LISTED RECORDS Block Start

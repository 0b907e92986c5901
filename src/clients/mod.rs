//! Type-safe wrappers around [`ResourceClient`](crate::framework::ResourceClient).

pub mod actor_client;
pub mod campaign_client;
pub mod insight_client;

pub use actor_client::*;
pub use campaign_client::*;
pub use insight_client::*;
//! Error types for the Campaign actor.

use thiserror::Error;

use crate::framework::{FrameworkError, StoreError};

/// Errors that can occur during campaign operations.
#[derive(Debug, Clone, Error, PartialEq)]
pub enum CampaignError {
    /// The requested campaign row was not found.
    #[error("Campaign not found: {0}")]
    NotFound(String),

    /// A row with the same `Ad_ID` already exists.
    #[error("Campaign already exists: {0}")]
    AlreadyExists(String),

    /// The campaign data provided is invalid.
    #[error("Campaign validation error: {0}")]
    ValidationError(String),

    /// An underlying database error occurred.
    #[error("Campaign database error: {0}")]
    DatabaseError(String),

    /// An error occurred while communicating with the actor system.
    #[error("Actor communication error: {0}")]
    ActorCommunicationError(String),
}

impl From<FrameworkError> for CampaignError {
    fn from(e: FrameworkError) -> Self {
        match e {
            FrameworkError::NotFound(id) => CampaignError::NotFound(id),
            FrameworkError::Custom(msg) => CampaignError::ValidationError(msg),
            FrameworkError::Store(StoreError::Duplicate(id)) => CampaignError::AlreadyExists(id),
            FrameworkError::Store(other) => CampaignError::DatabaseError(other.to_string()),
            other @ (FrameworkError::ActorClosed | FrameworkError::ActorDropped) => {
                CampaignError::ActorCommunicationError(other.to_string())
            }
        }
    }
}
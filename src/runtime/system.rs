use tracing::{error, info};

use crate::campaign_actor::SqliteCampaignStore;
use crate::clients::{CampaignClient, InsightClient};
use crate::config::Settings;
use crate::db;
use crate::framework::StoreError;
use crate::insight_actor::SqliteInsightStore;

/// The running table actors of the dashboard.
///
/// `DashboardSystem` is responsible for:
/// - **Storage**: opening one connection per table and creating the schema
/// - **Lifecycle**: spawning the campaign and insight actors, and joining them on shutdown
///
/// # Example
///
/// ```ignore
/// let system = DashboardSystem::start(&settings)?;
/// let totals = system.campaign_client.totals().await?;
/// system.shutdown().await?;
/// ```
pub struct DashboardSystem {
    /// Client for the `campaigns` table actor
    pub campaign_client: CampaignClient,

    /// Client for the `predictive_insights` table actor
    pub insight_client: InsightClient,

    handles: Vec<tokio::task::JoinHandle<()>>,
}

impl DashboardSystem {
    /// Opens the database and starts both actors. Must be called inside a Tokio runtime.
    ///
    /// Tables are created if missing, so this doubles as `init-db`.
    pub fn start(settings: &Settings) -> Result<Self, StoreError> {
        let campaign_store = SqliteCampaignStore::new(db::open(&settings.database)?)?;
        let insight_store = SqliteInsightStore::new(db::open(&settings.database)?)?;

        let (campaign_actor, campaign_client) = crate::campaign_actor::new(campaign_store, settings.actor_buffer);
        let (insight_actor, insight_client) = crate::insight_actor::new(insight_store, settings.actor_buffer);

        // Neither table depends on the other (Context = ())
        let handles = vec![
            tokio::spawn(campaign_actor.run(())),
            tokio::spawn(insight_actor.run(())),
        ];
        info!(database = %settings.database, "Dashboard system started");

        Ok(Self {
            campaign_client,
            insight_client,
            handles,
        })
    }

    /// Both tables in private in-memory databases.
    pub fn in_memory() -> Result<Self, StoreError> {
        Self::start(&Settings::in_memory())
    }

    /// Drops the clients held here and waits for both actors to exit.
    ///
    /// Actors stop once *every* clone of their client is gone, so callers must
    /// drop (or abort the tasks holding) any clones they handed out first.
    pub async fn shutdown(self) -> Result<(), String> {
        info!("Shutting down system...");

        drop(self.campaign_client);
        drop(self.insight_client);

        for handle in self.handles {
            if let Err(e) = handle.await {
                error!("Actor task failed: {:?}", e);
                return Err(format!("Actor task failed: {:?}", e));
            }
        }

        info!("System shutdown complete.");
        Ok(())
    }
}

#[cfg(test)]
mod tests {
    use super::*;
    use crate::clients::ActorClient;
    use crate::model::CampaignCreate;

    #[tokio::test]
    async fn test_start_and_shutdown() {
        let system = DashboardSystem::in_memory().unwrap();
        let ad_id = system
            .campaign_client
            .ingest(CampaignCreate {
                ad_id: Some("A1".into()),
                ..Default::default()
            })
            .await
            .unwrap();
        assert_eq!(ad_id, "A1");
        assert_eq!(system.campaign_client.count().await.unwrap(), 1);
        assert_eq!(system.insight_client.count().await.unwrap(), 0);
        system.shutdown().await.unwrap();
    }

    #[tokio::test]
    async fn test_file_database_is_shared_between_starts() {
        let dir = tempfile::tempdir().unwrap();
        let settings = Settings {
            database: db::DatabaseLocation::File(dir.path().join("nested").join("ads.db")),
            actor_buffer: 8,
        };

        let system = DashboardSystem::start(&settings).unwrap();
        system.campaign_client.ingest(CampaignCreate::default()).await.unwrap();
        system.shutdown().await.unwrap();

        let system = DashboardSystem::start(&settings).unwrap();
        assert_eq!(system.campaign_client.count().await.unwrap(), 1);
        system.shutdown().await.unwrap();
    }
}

LISTED RECORDS Block End

--- EXERCISE DESCRIPTION ---
Lines with the word "SqliteCampaignStore": copy each one from the data above.

--- OUTPUT FOR THIS TASK ---
use crate::campaign_actor::SqliteCampaignStore;
        let campaign_store = SqliteCampaignStore::new(db::open(&settings.database)?)?;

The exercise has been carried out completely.